理不尽に怒鳴られ、徹夜明けに現場へ立ち、それでも翌朝また出勤していた、しぶといのだけが取り柄の、二十三歳の社畜が。
魔力でも、血統でもなかったのだ。
この呪いを受け止めるのに要ったのは、ただ、折れない心という、それだけのものだった。
私は、羊皮紙を持つ手が震えるのを止められなかった。
私が生きているということは、この身体の本当の持ち主が、あの日、確かに一度死んだということだ。

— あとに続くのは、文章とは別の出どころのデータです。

//! Tests for [`web_search::TavilySearch`] against a mocked Tavily endpoint.

use mockito::{Matcher, Server};
use web_search::{TavilySearch, WebSearch};

/// **Test: Results are parsed and the request carries query, limit and bearer key.**
///
/// **Setup:** Mock `/search` expecting `{"query": "...", "max_results": 2}`.
/// **Action:** `search("ipl final score")`.
/// **Expected:** Two results in provider order with title/url/content/score.
#[tokio::test]
async fn test_search_parses_results() {
    let mut server = Server::new_async().await;
    let mock = server
        .mock("POST", "/search")
        .match_header("authorization", "Bearer tvly-test")
        .match_body(Matcher::PartialJsonString(
            r#"{"query":"ipl final score","max_results":2}"#.to_string(),
        ))
        .with_status(200)
        .with_header("content-type", "application/json")
        .with_body(
            r#"{"query":"ipl final score","results":[
                {"title":"Final","url":"https://a.example/final","content":"Team A won.","score":0.91},
                {"title":"Recap","url":"https://b.example/recap","content":"Highlights.","score":0.5}
            ]}"#,
        )
        .create_async()
        .await;

    let search = TavilySearch::new("tvly-test".to_string())
        .with_base_url(server.url())
        .with_max_results(2);
    let results = search.search("ipl final score").await.unwrap();

    mock.assert_async().await;
    assert_eq!(results.len(), 2);
    assert_eq!(results[0].title, "Final");
    assert_eq!(results[0].url, "https://a.example/final");
    assert_eq!(results[0].content, "Team A won.");
    assert!((results[0].score - 0.91).abs() < 1e-9);
}

/// **Test: Empty result list and blank snippets yield an empty Vec, not an error.**
#[tokio::test]
async fn test_search_empty_results() {
    let mut server = Server::new_async().await;
    let _mock = server
        .mock("POST", "/search")
        .with_status(200)
        .with_header("content-type", "application/json")
        .with_body(r#"{"results":[{"title":"x","url":"u","content":"   "}]}"#)
        .create_async()
        .await;

    let search = TavilySearch::new("k".to_string()).with_base_url(server.url());
    assert!(search.search("anything").await.unwrap().is_empty());
}

/// **Test: Non-success status is surfaced as an error with the status code.**
#[tokio::test]
async fn test_search_http_error() {
    let mut server = Server::new_async().await;
    let _mock = server
        .mock("POST", "/search")
        .with_status(401)
        .with_body(r#"{"detail":"invalid api key"}"#)
        .create_async()
        .await;

    let search = TavilySearch::new("bad".to_string()).with_base_url(server.url());
    let err = search.search("weather today").await.unwrap_err();
    assert!(err.to_string().contains("401"), "{}", err);
}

八年間、誰にも助けてもらえないまま、人形になることでしか生き延びられなかった女の子が。
「エミリア?」
「……なんでもありませんわ。少し、埃っぽくて」
嘘。目が熱いのは、埃のせいじゃない。
この八年間を、私は知らない。
痛みの記憶も、あの屋敷の冷たさも、助けを呼んで誰も来なかった夜も、私のものじゃない。私はある朝、全部が終わったあとの身体に、のうのうと入ってきただけの人間だ。
だからこそ、私には言う資格がある。
代わりに怒ってあげられる人間が、この世界にたった一人しかいないのなら、それは私だ。
「殿下。ひとつ、お願いがあります」
「言え」
「この契約書の写しを、いただけませんか。……"返還"の術のことも、"抑制"の負担のことも、全部書いてある写しを」
「何に使う」
「証拠にします」
私は羊皮紙から顔を上げた。
「伯爵は八年間、屋敷の外に一枚も証拠を残しませんでした。呪契約は傷を残さない。だからあの人は、今も安心しているはずです。——なら、この国で一番古い羊皮紙に、あの人の罪を書かせましょう」
ロブ王子は、しばらく黙って私を見ていた。それから、目を細めた。あの夜、焚き火越しに見た時と同じ目で。
「エミリア・フォックス。お前、今どんな顔をしているか自分でわかっているか」
「天使みたいな顔でしょう?」
「いいや」
王子は、書庫の薄暗がりで小さく笑った。